United States Army general

Major General William Vance McMaken (February 11, 1857 – January 13, 1923) was a U.S. Army general.

==Early life==
William Vance McMaken was born February 11, 1857, in New York City, New York; his father was a native of Hamilton, Ohio, and his mother was from West Winsted, Connecticut. His paternal grandfather was a veteran of the War of 1812 and his maternal ancestors served in the Continental Army during the American Revolution.

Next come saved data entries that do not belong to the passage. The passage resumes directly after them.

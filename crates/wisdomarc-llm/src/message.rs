//! Message types for LLM conversations
//!
//! This module defines the core message types used in LLM conversations.

use serde::{Deserialize, Serialize};

/// Role in a conversation message
#[derive(Debug, Clone, Copy, PartialEq, Eq, Hash, Serialize, Deserialize)]
#[serde(rename_all = "lowercase")]
pub enum MessageRole {
    /// System message (instructions)
    System,
    /// User message
    User,
    /// Assistant message
    Assistant,
}

impl MessageRole {
    /// Returns the string representation
    #[must_use]
    pub fn as_str(&self) -> &'static str {
        match self {
            Self::System => "system",
            Self::User => "user",
            Self::Assistant => "assistant",
        }
    }
}

/// A message in a conversation
#[derive(Debug, Clone, PartialEq, Eq, Serialize, Deserialize)]
pub struct Message {
    /// Role of the message sender
    pub role: MessageRole,
    /// Message content
    pub content: String,
}

impl Message {
    /// Create a system message
    #[must_use]
    pub fn system(content: impl Into<String>) -> Self {
        Self {
            role: MessageRole::System,
            content: content.into(),
        }
    }

    /// Create a user message
    #[must_use]
    pub fn user(content: impl Into<String>) -> Self {
        Self {
            role: MessageRole::User,
            content: content.into(),
        }
    }

    /// Create an assistant message
    #[must_use]
    pub fn assistant(content: impl Into<String>) -> Self {
        Self {
            role: MessageRole::Assistant,
            content: content.into(),
        }
    }
}
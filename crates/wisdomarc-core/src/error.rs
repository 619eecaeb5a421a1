//! Error types for wisdomarc-core
//!
//! This module provides the error taxonomy of the reasoning pipeline and
//! user-friendly error formatting.

use thiserror::Error;

/// Core error type
#[derive(Debug, Clone, Error)]
pub enum Error {
    /// Query text was empty after trimming; rejected before any model call
    #[error("invalid query: {0}")]
    InvalidQuery(String),

    /// Backend unreachable or timed out
    #[error("model unavailable: {0}")]
    ModelUnavailable(String),

    /// Backend reachable but reported a failure or returned unusable output
    #[error("model error: {0}")]
    ModelError(String),

    /// One participant's reasoning step failed
    #[error("agent {agent} failed: {message}")]
    AgentFailure {
        /// Agent key
        agent: String,
        /// Failure description
        message: String,
    },

    /// Pipeline stopped before producing a final result
    #[error("pipeline error: {0}")]
    Pipeline(String),

    /// Invalid configuration
    #[error("invalid configuration: {field}")]
    InvalidConfig {
        /// Config field name
        field: String,
        /// Detailed message
        message: String,
    },

    /// Internal error (serialization, task join, etc.)
    #[error("internal error: {0}")]
    Internal(String),
}

impl Error {
    /// Stable snake_case identifier for transports
    #[must_use]
    pub const fn code(&self) -> &'static str {
        match self {
            Error::InvalidQuery(_) => "invalid_query",
            Error::ModelUnavailable(_) => "model_unavailable",
            Error::ModelError(_) => "model_error",
            Error::AgentFailure { .. } => "agent_failure",
            Error::Pipeline(_) => "pipeline_error",
            Error::InvalidConfig { .. } => "invalid_config",
            Error::Internal(_) => "internal_error",
        }
    }
}

impl From<wisdomarc_llm::Error> for Error {
    fn from(err: wisdomarc_llm::Error) -> Self {
        if err.is_unavailable() {
            Error::ModelUnavailable(err.to_string())
        } else {
            Error::ModelError(err.to_string())
        }
    }
}

impl From<serde_json::Error> for Error {
    fn from(err: serde_json::Error) -> Self {
        Error::Internal(err.to_string())
    }
}

/// Result type alias
pub type Result<T> = std::result::Result<T, Error>;

/// Trait for user-friendly error messages
///
/// Provides human-readable error messages and suggestions for fixing.
pub trait UserFriendlyError {
    /// Get a user-friendly error message
    fn user_message(&self) -> String;

    /// Get a suggestion for how to fix the error
    fn suggestion(&self) -> Option<String>;
}

impl UserFriendlyError for Error {
    fn user_message(&self) -> String {
        match self {
            Error::InvalidQuery(_) => "Query text cannot be empty.".to_string(),
            Error::ModelUnavailable(_) => "The language model could not be reached.".to_string(),
            Error::ModelError(msg) => format!("The language model reported an error: {}", msg),
            Error::AgentFailure { agent, .. } => {
                format!("The {} agent could not complete its reasoning.", agent)
            }
            Error::Pipeline(msg) => format!("Wisdom processing error: {}", msg),
            Error::InvalidConfig { field, message } => {
                format!("Configuration error in '{}': {}", field, message)
            }
            Error::Internal(msg) => format!("Internal error: {}", msg),
        }
    }

    fn suggestion(&self) -> Option<String> {
        match self {
            Error::InvalidQuery(_) => Some("Ask a question or describe a situation.".to_string()),
            Error::ModelUnavailable(_) => Some(
                "Check that Ollama is running (ollama serve) and OLLAMA_HOST points to it."
                    .to_string(),
            ),
            Error::ModelError(_) => Some(
                "Make sure the configured model is pulled: ollama pull <model>".to_string(),
            ),
            Error::InvalidConfig { field, .. } => Some(format!(
                "Fix '{}' in config/local.toml or the matching WISDOMARC_ environment variable.",
                field
            )),
            Error::AgentFailure { .. } | Error::Pipeline(_) | Error::Internal(_) => None,
        }
    }
}

/// Format an error for display in the CLI
pub fn format_error_for_cli(error: &Error) -> String {
    let mut output = error.user_message();

    if let Some(suggestion) = error.suggestion() {
        output.push_str("\n\n");
        output.push_str(&suggestion);
    }

    output
}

When he was about seven, his family moved to Toledo, Ohio, where his father had been appointment postmaster by President Grant.

==Military career==
McMaken entered the Ohio National Guard and was the captain of an infantry company for nineteen years, then became colonel of the 16th Ohio Infantry, which during the Spanish–American War was the Sixth Ohio Infantry. In 1899 he spent four months in Cuba and on December 5, 1899, he was promoted to a National Guard brigadier general and commanded the Ohio National Guard during a number of civil disturbances. On August 5, 1917, he was promoted to brigadier general (NA), and his 6th Ohio Infantry became the 147th Infantry Regiment. He commanded the 74th Infantry Brigade, part of the 37th Ohio Infantry Division, and served in Toledo, Ohio, and Montgomery, Alabama. After physical exams in December 1917 and January 1918, he was discharged due to physical disability on March 20, 1918.

==Personal life==
On October 31, 1883, he married a former high school classmate, Georgie Dorr, daughter of the former mayor of Toledo; they had two daughters, Myra Dorr McMaken and Carrie Dorr McMaken.

After being discharged, he lived in Toledo and worked as an internal revenue collector and custodian of the Toledo Federal Building. His home was at 2215 Scottswood Avenue. McMaken died of heart disease on January 13, 1923. He was buried at Woodlawn Cemetery in Toledo.